Search the records for "normalize" and copy each line that holds it.
[Opening MATERIAL TO PROCESS section]
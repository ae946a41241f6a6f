//! WDP ETL Library
//!
//! A three-stage batch ETL pipeline for weather observations:
//!
//! - **extract**: fetch one raw JSON observation per configured city into
//!   the staging raw zone
//! - **transform**: normalize every pending raw observation and consolidate
//!   the survivors into one timestamp-named artifact
//! - **load**: append the newest artifact's rows to the `weather_readings`
//!   table
//!
//! Stages hand work off through the [`staging`] zones and run strictly in
//! order; the [`pipeline`] module carries the scheduling contract.
//!
//! # Example
//!
//! ```no_run
//! use wdp_etl::config::EtlConfig;
//! use wdp_etl::pipeline::PipelineOrchestrator;
//!
//! #[tokio::main]
//! async fn main() -> anyhow::Result<()> {
//!     let config = EtlConfig::load()?;
//!     let outcome = PipelineOrchestrator::new(config).run_cycle().await?;
//!     println!("loaded {} rows", outcome.rows_loaded);
//!     Ok(())
//! }
//! ```

pub mod config;
pub mod error;
pub mod extract;
pub mod load;
pub mod models;
pub mod normalize;
pub mod pipeline;
pub mod staging;
pub mod transform;

// Re-export main types
pub use config::{DbConfig, EtlConfig};
pub use error::{EtlError, Result};
pub use extract::{ExtractOutcome, Extractor};
pub use load::{LoadOutcome, TableLoader};
pub use models::{RawObservation, WeatherRecord};
pub use normalize::{normalize, normalize_json, NormalizeError};
pub use pipeline::{CycleOutcome, PipelineOrchestrator, RunState};
pub use staging::{ArtifactHandle, FsStagingStore, MemStagingStore, RawHandle, StagingStore};
pub use transform::{BatchTransformer, TransformOutcome};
[Closing MATERIAL TO PROCESS section]
TASK RESULT =>
//! - **transform**: normalize every pending raw observation and consolidate
pub mod normalize;
pub use normalize::{normalize, normalize_json, NormalizeError};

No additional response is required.